[[ Records provided open ]]

//! Format detection - pick the body encoding before committing to a reader.

use std::fs::File;
use std::io::Read;
use std::path::Path;

use crate::util::{Error, Result};
use super::Encoding;

/// Number of leading bytes inspected for a format declaration.
pub const DETECT_WINDOW: usize = 1024;

const ASCII_MARKER: &[u8] = b"format ascii";
const BINARY_LE_MARKER: &[u8] = b"format binary_little_endian";

/// Detect the encoding from the leading bytes of a file.
///
/// Exactly one of the two supported declarations must be present; `None`
/// means neither or both were found.
pub fn detect_encoding(head: &[u8]) -> Option<Encoding> {
    let head = &head[..head.len().min(DETECT_WINDOW)];
    match (contains(head, ASCII_MARKER), contains(head, BINARY_LE_MARKER)) {
        (true, false) => Some(Encoding::Ascii),
        (false, true) => Some(Encoding::BinaryLittleEndian),
        _ => None,
    }
}

/// Detect the encoding of the file at `path`.
pub fn detect_format(path: impl AsRef<Path>) -> Result<Encoding> {
    let path = path.as_ref();
    let file = File::open(path).map_err(|source| Error::Open {
        path: path.to_path_buf(),
        source,
    })?;

    let mut head = Vec::with_capacity(DETECT_WINDOW);
    file.take(DETECT_WINDOW as u64).read_to_end(&mut head)?;

    let encoding = detect_encoding(&head).ok_or_else(|| Error::FormatDetection(path.to_path_buf()))?;
    tracing::debug!(path = %path.display(), %encoding, "detected PLY format");
    Ok(encoding)
}

fn contains(haystack: &[u8], needle: &[u8]) -> bool {
    haystack.windows(needle.len()).any(|w| w == needle)
}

[[ Records provided closed ]]

Produce a verbatim transcript of the material above.

- **Task result**:
//! Format detection - pick the body encoding before committing to a reader.

use std::fs::File;
use std::io::Read;
use std::path::Path;

use crate::util::{Error, Result};
use super::Encoding;

/// Number of leading bytes inspected for a format declaration.
pub const DETECT_WINDOW: usize = 1024;

const ASCII_MARKER: &[u8] = b"format ascii";
const BINARY_LE_MARKER: &[u8] = b"format binary_little_endian";

/// Detect the encoding from the leading bytes of a file.
///
/// Exactly one of the two supported declarations must be present; `None`
/// means neither or both were found.
pub fn detect_encoding(head: &[u8]) -> Option<Encoding> {
    let head = &head[..head.len().min(DETECT_WINDOW)];
    match (contains(head, ASCII_MARKER), contains(head, BINARY_LE_MARKER)) {
        (true, false) => Some(Encoding::Ascii),
        (false, true) => Some(Encoding::BinaryLittleEndian),
        _ => None,
    }
}

/// Detect the encoding of the file at `path`.
pub fn detect_format(path: impl AsRef<Path>) -> Result<Encoding> {
    let path = path.as_ref();
    let file = File::open(path).map_err(|source| Error::Open {
        path: path.to_path_buf(),
        source,
    })?;

    let mut head = Vec::with_capacity(DETECT_WINDOW);
    file.take(DETECT_WINDOW as u64).read_to_end(&mut head)?;

    let encoding = detect_encoding(&head).ok_or_else(|| Error::FormatDetection(path.to_path_buf()))?;
    tracing::debug!(path = %path.display(), %encoding, "detected PLY format");
    Ok(encoding)
}

fn contains(haystack: &[u8], needle: &[u8]) -> bool {
    haystack.windows(needle.len()).any(|w| w == needle)
}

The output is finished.